[Collected data]
__________
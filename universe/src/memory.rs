// memory.rs - Linear memory arena that owns the universe's cell buffers
//
// Behaves like a wasm linear memory: one contiguous byte vector, bump
// allocation, and growth that may move every existing allocation.

pub const PAGE_SIZE: usize = 4096;

#[derive(Debug, Clone)]
pub struct LinearMemory {
    bytes: Vec<u8>,
    top: usize,
    relocations: u64,
}

impl Default for LinearMemory {
    fn default() -> Self {
        Self::with_pages(1)
    }
}

impl LinearMemory {
    pub fn with_pages(pages: usize) -> Self {
        Self {
            bytes: vec![0; pages * PAGE_SIZE],
            top: 0,
            relocations: 0,
        }
    }

    /// Reserves `len` zeroed bytes and returns their offset.
    ///
    /// Growing the arena reallocates the backing vector, so any pointer or
    /// slice taken before the call is invalid afterwards.
    pub fn alloc(&mut self, len: usize) -> usize {
        let offset = self.top;
        let end = offset + len;
        if end > self.bytes.len() {
            self.grow_to(end);
        }
        self.bytes[offset..end].fill(0);
        self.top = end;
        offset
    }

    /// Drops every allocation. The next `alloc` starts at offset 0 again.
    pub fn release_all(&mut self) {
        self.top = 0;
    }

    fn grow_to(&mut self, min_len: usize) {
        let pages = min_len.div_ceil(PAGE_SIZE);
        let mut grown = vec![0; pages * PAGE_SIZE];
        grown[..self.bytes.len()].copy_from_slice(&self.bytes);
        self.bytes = grown;
        self.relocations += 1;
        tracing::debug!(pages, "linear memory grown");
    }

    pub fn as_bytes(&self) -> &[u8] {
        &self.bytes
    }

    pub fn slice(&self, offset: usize, len: usize) -> &[u8] {
        &self.bytes[offset..offset + len]
    }

    pub fn slice_mut(&mut self, offset: usize, len: usize) -> &mut [u8] {
        &mut self.bytes[offset..offset + len]
    }

    /// Borrows one region for reading and a disjoint one for writing.
    pub fn read_write(&mut self, src: usize, dst: usize, len: usize) -> (&[u8], &mut [u8]) {
        debug_assert!(src + len <= dst || dst + len <= src, "regions overlap");
        if src < dst {
            let (lo, hi) = self.bytes.split_at_mut(dst);
            (&lo[src..src + len], &mut hi[..len])
        } else {
            let (lo, hi) = self.bytes.split_at_mut(src);
            (&hi[..len], &mut lo[dst..dst + len])
        }
    }

    pub fn len(&self) -> usize {
        self.bytes.len()
    }

    pub fn is_empty(&self) -> bool {
        self.bytes.is_empty()
    }

    /// Number of times the backing storage has moved.
    pub fn relocations(&self) -> u64 {
        self.relocations
    }
}

#[cfg(test)]
mod tests {
    use super::*;

    #[test]
    fn allocations_are_contiguous_and_zeroed() {
        let mut memory = LinearMemory::default();
        let a = memory.alloc(10);
        memory.slice_mut(a, 10).fill(7);
        let b = memory.alloc(10);
        assert_eq!((a, b), (0, 10));
        assert!(memory.slice(b, 10).iter().all(|&byte| byte == 0));
    }

    #[test]
    fn growing_keeps_contents_and_counts_relocation() {
        let mut memory = LinearMemory::with_pages(1);
        let a = memory.alloc(16);
        memory.slice_mut(a, 16).fill(1);
        memory.alloc(PAGE_SIZE * 2);
        assert_eq!(memory.relocations(), 1);
        assert_eq!(memory.len(), PAGE_SIZE * 3);
        assert!(memory.slice(a, 16).iter().all(|&byte| byte == 1));
    }

    #[test]
    fn read_write_splits_in_either_order() {
        let mut memory = LinearMemory::default();
        let a = memory.alloc(4);
        let b = memory.alloc(4);
        memory.slice_mut(a, 4).copy_from_slice(&[1, 2, 3, 4]);

        let (src, dst) = memory.read_write(a, b, 4);
        dst.copy_from_slice(src);
        assert_eq!(memory.slice(b, 4), &[1, 2, 3, 4]);

        memory.slice_mut(b, 4).fill(9);
        let (src, dst) = memory.read_write(b, a, 4);
        dst.copy_from_slice(src);
        assert_eq!(memory.slice(a, 4), &[9, 9, 9, 9]);
    }

    #[test]
    fn release_all_reuses_offsets() {
        let mut memory = LinearMemory::default();
        memory.alloc(100);
        memory.release_all();
        assert_eq!(memory.alloc(8), 0);
    }
}
// ui.rs - The window: controls, the canvas image and click-to-toggle

use eframe::egui;
use egui::{Color32, ColorImage, Rect, Sense, TextureHandle, TextureOptions, Vec2, pos2};

use conway::{AnimationController, Canvas, ScreenRect};
use universe::{PATTERNS, Universe};

use crate::scheduler::RepaintScheduler;

pub type Controller = AnimationController<Universe, RepaintScheduler>;

pub struct LifeApp {
    controller: Controller,
    texture: Option<TextureHandle>,
    zoom: f32,
    selected_pattern: usize,
    grid_color: Color32,
    dead_color: Color32,
    alive_color: Color32,
    last_error: Option<String>,
}

impl LifeApp {
    pub fn new(
        cc: &eframe::CreationContext<'_>,
        mut controller: Controller,
        zoom: f32,
        autoplay: bool,
    ) -> Self {
        controller.scheduler_mut().attach(cc.egui_ctx.clone());
        let config = *controller.renderer().config();

        let mut app = Self {
            controller,
            texture: None,
            zoom,
            selected_pattern: 0,
            grid_color: config.grid_color,
            dead_color: config.dead_color,
            alive_color: config.alive_color,
            last_error: None,
        };
        if autoplay {
            let result = app.controller.play();
            app.report(result);
        }
        app
    }

    /// Failures stop the animation, never the window.
    fn report(&mut self, result: conway::Result<()>) {
        if let Err(err) = result {
            tracing::error!(%err, "simulation control failed");
            self.last_error = Some(err.to_string());
        }
    }

    fn controls(&mut self, ui: &mut egui::Ui) {
        ui.horizontal(|ui| {
            if ui.button(self.controller.indicator()).clicked() {
                let result = self.controller.toggle();
                self.report(result);
            }

            if ui.button("Reset").clicked() {
                let result = self.controller.reset();
                self.report(result);
            }

            if ui.button("⏹ Clear").clicked() {
                let result = self.controller.mutate(Universe::clear);
                self.report(result);
            }

            ui.separator();

            // Pattern dropdown
            ui.label("Pattern:");
            egui::ComboBox::from_id_source("pattern_selector")
                .selected_text(PATTERNS[self.selected_pattern].name)
                .show_ui(ui, |ui| {
                    for (i, pattern) in PATTERNS.iter().enumerate() {
                        ui.selectable_value(&mut self.selected_pattern, i, pattern.name);
                    }
                });

            if ui.button("Apply Pattern").clicked() {
                let pattern = &PATTERNS[self.selected_pattern];
                let result = self.controller.mutate(|universe| universe.load_pattern(pattern));
                self.report(result);
            }

            ui.separator();

            ui.label(format!("Generation: {}", self.controller.simulation().generation()));
        });

        ui.horizontal(|ui| {
            let mut changed = false;
            ui.label("Live:");
            changed |= ui.color_edit_button_srgba(&mut self.alive_color).changed();
            ui.label("Dead:");
            changed |= ui.color_edit_button_srgba(&mut self.dead_color).changed();
            ui.label("Grid:");
            changed |= ui.color_edit_button_srgba(&mut self.grid_color).changed();

            if changed {
                let (grid, dead, alive) = (self.grid_color, self.dead_color, self.alive_color);
                let result = self.controller.set_palette(grid, dead, alive);
                self.report(result);
            }

            ui.separator();
            ui.add(egui::Slider::new(&mut self.zoom, 0.5..=4.0).text("zoom"));
        });
    }

    fn canvas(&mut self, ui: &mut egui::Ui) {
        let (width, height) = self.controller.canvas().size();
        let display = Vec2::new(width as f32, height as f32) * self.zoom;
        let (response, painter) = ui.allocate_painter(display, Sense::click());

        // Toggle before uploading so the click shows up this frame.
        if response.clicked() {
            if let Some(pos) = response.interact_pointer_pos() {
                let screen = ScreenRect::new(response.rect, width, height);
                match self.controller.click(pos, &screen) {
                    Ok(coord) => tracing::debug!(row = coord.row, col = coord.col, "cell toggled"),
                    Err(err) => self.report(Err(err)),
                }
            }
        }

        let texture = self.texture.get_or_insert_with(|| {
            let blank = ColorImage::new([1, 1], Color32::TRANSPARENT);
            ui.ctx().load_texture("life-canvas", blank, TextureOptions::NEAREST)
        });
        texture.set(self.controller.canvas().to_color_image(), TextureOptions::NEAREST);

        painter.image(
            texture.id(),
            response.rect,
            Rect::from_min_max(pos2(0.0, 0.0), pos2(1.0, 1.0)),
            Color32::WHITE,
        );
    }

    fn statistics(&self, ui: &mut egui::Ui) {
        let Ok(view) = self.controller.view() else {
            return;
        };
        let total = view.dimensions().cell_count();
        let live_cells = view.live_count();

        ui.horizontal(|ui| {
            ui.label(format!("Live cells: {}", live_cells));
            ui.label(format!("Dead cells: {}", total - live_cells));
            ui.label(format!("Population: {:.1}%", (live_cells as f32 / total as f32) * 100.0));
        });
    }
}

impl eframe::App for LifeApp {
    fn update(&mut self, ctx: &egui::Context, _frame: &mut eframe::Frame) {
        // Run the frame the controller asked for, if this repaint is it.
        if let Some(due) = self.controller.scheduler_mut().take_due() {
            let result = self.controller.on_frame(due);
            self.report(result);
        }

        egui::CentralPanel::default().show(ctx, |ui| {
            ui.heading("Conway's Game of Life");

            self.controls(ui);

            ui.separator();

            ui.label("Click cells to toggle them alive/dead. Use ▶/⏸ to run the simulation.");

            ui.separator();

            egui::ScrollArea::both().show(ui, |ui| {
                self.canvas(ui);
            });

            ui.separator();

            self.statistics(ui);

            if let Some(err) = &self.last_error {
                ui.colored_label(Color32::RED, err.as_str());
            }
        });
    }
}
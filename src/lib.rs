//! Symplectic library
//!
//! Structure-preserving integrators for separable Hamiltonian systems,
//! including Yoshida compositions of any even order, exposed as a library
//! to enable integration testing and benchmarking.

pub mod cli;
pub mod config;
pub mod error;
pub mod math;
pub mod output;
pub mod physics;

// Test utilities are public for integration tests
pub mod test_utils;

pub use error::{IntegratorError, Result};
pub use physics::integrators::{
    Integrator, build_euler, build_leapfrog, build_yoshida, yoshida_plan,
};
pub use physics::trajectory::IntegrateExt;
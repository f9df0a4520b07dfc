//! Leapfrog (Störmer-Verlet) integration method

use super::{Integrator, drift, kick};
use crate::math::{Field, LinearSpace};
use crate::physics::hamiltonian::Hamiltonian;

/// Leapfrog integrator
///
/// A second-order, time-symmetric splitting: half a kick, a full drift, and
/// another half kick.
///
/// ```text
/// p(t+τ/2) = p(t)      − τ/2 · dV/dq(q(t))
/// q(t+τ)   = q(t)      + τ   · dT/dp(p(t+τ/2))
/// p(t+τ)   = p(t+τ/2)  − τ/2 · dV/dq(q(t+τ))
/// ```
///
/// Because the scheme reads the same forward and backward, its error
/// expansion only has odd powers of τ. That symmetry is what lets the
/// triple-jump composition raise its order by two per level, which makes
/// leapfrog the base of every Yoshida integrator in this crate.
#[derive(Debug, Clone, Copy)]
pub struct Leapfrog<H> {
    hamiltonian: H,
}

impl<H> Leapfrog<H> {
    pub fn new(hamiltonian: H) -> Self {
        Self { hamiltonian }
    }
}

impl<F, S, H> Integrator<F, S> for Leapfrog<H>
where
    F: Field,
    S: LinearSpace<F>,
    H: Hamiltonian<S> + Send + Sync,
{
    fn step(&self, q: S, p: S, tau: F) -> (S, S) {
        let half = tau / F::two();
        let (q, p) = kick(&self.hamiltonian, half, q, p);
        let (q, p) = drift(&self.hamiltonian, tau, q, p);
        kick(&self.hamiltonian, half, q, p)
    }

    fn name(&self) -> &str {
        "leapfrog"
    }

    fn convergence_order(&self) -> usize {
        2
    }
}

#[cfg(test)]
mod tests {
    use super::*;
    use crate::math::PhaseVector;
    use crate::physics::hamiltonian::SplitHamiltonian;

    #[test]
    fn test_matches_explicit_composition() {
        let h = SplitHamiltonian::new(
            |q: &PhaseVector<f64>| q.map(|x| x * x * x - x),
            |p: &PhaseVector<f64>| p.map(|x| 2.0 * x),
        );
        let integrator = Leapfrog::new(h);

        let q0 = PhaseVector::from([0.3, -1.2]);
        let p0 = PhaseVector::from([0.7, 0.1]);
        let tau = 0.05;

        let (q, p) = kick(&h, tau / 2.0, q0.clone(), p0.clone());
        let (q, p) = drift(&h, tau, q, p);
        let expected = kick(&h, tau / 2.0, q, p);

        assert_eq!(integrator.step(q0, p0, tau), expected);
    }

    #[test]
    fn test_time_reversibility() {
        let spring = SplitHamiltonian::new(|q: &f64| *q, |p: &f64| *p);
        let integrator = Leapfrog::new(spring);

        let (q1, p1) = integrator.step(0.8, -0.3, 0.1);
        let (q0, p0) = integrator.step(q1, p1, -0.1);

        assert!((q0 - 0.8).abs() < 1e-14);
        assert!((p0 + 0.3).abs() < 1e-14);
    }

    #[test]
    fn test_energy_conservation() {
        let spring = SplitHamiltonian::new(|q: &f64| *q, |p: &f64| *p);
        let integrator = Leapfrog::new(spring);

        let (mut q, mut p) = (1.0_f64, 0.0_f64);
        for _ in 0..1000 {
            (q, p) = integrator.step(q, p, 0.01);
        }

        let energy = 0.5 * (q * q + p * p);
        let energy_error = (energy - 0.5).abs() / 0.5;
        assert!(energy_error < 1e-4, "Energy error: {energy_error}");
    }
}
__________
WORK ITEM:
Above are the records. Identify each line that contains the word "integrators".

ANSWER SECTION:
//! Structure-preserving integrators for separable Hamiltonian systems,
pub use physics::integrators::{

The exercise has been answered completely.